• _Problem to solve_
If a line in the listing below contains the word "const", count it, then please give only the number of such lines.
═════ Entries supplied ═════
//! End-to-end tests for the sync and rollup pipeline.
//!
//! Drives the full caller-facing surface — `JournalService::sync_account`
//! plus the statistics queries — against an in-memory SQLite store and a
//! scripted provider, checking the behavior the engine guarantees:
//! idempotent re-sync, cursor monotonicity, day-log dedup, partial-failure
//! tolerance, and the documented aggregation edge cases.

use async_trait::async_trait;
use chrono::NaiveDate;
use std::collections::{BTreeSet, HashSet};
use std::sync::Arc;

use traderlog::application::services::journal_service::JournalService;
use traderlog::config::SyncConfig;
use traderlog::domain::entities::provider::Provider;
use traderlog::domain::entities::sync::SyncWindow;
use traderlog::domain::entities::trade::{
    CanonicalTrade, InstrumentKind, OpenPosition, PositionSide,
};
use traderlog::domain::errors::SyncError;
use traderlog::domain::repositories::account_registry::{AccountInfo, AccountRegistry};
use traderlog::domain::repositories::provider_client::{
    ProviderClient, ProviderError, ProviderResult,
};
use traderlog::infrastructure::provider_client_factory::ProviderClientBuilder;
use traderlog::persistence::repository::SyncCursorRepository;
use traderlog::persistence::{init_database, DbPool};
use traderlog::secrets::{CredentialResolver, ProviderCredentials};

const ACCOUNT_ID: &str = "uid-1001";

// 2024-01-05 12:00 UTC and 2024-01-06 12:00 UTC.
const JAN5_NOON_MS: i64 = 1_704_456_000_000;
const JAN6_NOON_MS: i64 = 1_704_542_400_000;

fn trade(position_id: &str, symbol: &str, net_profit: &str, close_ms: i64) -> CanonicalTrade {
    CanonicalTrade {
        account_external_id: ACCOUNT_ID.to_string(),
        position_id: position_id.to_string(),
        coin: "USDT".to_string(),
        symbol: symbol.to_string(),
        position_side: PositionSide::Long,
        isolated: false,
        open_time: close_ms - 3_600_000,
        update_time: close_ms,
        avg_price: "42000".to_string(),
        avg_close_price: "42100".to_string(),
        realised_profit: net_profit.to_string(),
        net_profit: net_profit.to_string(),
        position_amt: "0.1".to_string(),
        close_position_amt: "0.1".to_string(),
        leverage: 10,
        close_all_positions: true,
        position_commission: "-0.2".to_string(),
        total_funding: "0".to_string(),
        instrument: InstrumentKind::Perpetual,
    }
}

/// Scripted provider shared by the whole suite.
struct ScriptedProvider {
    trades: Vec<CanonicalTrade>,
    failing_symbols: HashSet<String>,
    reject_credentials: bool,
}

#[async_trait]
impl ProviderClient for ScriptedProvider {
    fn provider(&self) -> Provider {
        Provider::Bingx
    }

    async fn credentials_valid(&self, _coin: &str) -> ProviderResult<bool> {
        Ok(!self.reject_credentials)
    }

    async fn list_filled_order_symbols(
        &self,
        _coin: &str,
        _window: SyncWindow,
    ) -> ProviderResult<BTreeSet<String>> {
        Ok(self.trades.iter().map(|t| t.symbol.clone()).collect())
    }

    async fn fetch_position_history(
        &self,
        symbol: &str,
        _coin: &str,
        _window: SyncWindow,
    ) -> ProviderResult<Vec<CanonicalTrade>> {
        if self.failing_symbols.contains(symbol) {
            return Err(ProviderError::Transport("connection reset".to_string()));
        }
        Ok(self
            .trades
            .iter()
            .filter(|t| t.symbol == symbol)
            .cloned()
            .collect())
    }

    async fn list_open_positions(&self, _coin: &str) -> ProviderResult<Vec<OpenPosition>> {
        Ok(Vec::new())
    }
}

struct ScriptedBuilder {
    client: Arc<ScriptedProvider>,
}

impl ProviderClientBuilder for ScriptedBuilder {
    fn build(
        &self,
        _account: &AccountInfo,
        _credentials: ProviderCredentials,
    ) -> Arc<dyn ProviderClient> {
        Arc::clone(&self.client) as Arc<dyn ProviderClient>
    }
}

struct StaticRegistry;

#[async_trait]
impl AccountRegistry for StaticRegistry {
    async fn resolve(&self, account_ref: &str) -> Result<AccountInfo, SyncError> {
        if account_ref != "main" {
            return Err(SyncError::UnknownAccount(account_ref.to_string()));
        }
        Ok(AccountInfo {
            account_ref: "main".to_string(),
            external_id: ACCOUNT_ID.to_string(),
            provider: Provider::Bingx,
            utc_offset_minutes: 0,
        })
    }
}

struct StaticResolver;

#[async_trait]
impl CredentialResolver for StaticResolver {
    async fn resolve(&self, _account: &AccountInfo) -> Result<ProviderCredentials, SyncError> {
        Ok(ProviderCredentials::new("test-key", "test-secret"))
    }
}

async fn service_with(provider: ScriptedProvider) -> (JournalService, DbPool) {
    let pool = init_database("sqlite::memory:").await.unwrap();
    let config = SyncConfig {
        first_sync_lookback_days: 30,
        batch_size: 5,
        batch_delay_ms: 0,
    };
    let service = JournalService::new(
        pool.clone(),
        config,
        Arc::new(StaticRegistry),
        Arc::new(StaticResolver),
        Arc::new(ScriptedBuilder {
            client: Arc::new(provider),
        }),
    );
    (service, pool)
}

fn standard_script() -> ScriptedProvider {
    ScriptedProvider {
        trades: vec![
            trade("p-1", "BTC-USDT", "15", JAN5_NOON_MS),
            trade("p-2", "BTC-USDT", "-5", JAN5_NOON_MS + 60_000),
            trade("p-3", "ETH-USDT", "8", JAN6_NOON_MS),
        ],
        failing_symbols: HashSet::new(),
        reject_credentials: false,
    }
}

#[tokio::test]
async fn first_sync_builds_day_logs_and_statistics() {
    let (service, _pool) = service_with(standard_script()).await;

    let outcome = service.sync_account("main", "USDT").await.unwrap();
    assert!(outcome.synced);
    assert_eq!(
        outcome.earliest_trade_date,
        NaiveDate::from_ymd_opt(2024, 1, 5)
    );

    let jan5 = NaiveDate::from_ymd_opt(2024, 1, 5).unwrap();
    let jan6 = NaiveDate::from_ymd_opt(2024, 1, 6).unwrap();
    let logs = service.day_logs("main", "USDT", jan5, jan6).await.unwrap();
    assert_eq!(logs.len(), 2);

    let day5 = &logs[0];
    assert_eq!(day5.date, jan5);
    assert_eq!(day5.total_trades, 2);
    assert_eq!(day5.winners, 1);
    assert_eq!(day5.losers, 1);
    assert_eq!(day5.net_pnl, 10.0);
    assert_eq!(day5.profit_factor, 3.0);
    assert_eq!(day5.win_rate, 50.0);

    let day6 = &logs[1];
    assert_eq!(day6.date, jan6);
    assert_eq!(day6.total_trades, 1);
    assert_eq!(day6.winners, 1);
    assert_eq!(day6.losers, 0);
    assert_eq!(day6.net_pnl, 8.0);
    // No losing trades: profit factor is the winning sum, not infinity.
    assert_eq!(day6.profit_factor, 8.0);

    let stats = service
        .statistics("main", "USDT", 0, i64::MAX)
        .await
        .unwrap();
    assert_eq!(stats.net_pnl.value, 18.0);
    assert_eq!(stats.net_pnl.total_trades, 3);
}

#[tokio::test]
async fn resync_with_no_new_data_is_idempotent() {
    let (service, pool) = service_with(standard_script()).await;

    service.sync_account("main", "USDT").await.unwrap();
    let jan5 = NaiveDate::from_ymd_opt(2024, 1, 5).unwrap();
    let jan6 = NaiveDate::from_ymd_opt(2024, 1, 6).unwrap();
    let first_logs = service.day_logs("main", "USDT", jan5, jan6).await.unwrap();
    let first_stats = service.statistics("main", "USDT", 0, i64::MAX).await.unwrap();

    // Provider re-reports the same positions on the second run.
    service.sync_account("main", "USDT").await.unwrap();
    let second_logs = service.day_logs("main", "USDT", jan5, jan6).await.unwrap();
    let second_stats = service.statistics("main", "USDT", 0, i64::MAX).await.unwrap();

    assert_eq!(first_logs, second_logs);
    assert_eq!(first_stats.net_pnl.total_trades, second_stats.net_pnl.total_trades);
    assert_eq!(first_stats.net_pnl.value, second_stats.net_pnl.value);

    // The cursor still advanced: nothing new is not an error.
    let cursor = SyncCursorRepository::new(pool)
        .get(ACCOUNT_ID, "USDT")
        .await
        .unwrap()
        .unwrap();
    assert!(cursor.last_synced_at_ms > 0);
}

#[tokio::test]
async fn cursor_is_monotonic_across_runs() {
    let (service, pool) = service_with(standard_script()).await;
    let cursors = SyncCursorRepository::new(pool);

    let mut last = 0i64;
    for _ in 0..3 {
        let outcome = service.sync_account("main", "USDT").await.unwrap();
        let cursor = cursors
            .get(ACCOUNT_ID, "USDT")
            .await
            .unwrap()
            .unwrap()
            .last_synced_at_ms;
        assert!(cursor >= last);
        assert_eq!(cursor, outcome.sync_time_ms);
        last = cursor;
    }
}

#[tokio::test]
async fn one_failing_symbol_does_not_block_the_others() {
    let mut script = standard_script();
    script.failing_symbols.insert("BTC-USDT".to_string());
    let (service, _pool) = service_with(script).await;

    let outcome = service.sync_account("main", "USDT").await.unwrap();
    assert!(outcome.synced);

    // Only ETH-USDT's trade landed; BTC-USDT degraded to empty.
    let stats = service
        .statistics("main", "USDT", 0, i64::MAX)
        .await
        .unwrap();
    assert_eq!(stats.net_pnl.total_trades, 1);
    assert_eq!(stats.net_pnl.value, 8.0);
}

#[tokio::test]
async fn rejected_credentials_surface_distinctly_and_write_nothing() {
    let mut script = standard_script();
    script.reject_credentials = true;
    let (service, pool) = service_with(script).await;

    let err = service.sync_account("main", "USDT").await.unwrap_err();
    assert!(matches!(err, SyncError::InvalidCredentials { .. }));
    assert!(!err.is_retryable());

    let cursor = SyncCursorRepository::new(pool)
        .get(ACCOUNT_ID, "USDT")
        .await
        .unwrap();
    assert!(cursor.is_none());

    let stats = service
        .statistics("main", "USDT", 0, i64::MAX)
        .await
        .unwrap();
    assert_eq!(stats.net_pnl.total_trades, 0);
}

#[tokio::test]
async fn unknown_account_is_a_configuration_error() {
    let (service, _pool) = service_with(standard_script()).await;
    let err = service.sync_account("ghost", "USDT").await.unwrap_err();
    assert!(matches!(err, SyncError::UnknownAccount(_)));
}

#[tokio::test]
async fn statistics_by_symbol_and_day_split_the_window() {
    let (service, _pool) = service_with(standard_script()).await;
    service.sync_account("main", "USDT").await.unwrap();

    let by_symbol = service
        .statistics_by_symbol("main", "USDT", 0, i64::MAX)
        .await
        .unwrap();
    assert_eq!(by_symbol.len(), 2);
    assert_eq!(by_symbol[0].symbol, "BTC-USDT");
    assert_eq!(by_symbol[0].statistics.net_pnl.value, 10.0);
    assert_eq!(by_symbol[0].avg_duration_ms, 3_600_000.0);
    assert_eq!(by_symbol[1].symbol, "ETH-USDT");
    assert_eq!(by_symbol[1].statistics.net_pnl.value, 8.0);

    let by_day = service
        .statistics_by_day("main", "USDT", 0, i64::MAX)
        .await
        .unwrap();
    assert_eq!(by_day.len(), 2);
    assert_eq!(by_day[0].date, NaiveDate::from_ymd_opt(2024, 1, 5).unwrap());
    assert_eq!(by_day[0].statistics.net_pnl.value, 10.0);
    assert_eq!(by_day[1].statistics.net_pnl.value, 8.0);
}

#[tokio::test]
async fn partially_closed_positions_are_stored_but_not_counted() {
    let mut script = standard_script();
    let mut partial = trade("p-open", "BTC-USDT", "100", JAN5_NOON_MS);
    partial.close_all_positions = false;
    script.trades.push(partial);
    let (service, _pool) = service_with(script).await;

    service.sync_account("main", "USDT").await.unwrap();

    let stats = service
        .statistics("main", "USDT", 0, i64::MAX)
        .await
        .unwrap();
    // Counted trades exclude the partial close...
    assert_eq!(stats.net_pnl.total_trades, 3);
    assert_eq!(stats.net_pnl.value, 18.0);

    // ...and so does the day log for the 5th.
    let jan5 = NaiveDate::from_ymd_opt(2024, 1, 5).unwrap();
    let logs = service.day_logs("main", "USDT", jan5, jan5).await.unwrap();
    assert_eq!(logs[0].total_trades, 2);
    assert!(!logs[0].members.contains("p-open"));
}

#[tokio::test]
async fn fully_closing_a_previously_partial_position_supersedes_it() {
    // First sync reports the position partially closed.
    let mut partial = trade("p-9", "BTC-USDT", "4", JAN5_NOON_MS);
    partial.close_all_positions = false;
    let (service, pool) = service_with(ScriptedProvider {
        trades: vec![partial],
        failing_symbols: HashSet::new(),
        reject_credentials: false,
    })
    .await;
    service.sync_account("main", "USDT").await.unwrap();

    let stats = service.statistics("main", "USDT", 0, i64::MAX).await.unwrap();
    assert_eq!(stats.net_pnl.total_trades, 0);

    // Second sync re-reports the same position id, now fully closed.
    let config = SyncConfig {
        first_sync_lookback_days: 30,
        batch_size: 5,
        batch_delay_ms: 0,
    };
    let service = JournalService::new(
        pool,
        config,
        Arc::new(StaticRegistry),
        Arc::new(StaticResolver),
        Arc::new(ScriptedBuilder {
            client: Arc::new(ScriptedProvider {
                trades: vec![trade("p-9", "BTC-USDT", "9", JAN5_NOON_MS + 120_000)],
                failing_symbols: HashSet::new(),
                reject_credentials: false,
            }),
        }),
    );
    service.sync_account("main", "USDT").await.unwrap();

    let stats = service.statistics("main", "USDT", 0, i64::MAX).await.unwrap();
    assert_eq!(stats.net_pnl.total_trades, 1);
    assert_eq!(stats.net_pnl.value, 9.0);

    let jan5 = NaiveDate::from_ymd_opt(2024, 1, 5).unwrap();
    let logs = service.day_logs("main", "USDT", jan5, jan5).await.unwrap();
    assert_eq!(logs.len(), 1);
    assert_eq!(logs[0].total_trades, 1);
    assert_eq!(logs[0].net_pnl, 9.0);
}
═════
• _Written answer_
3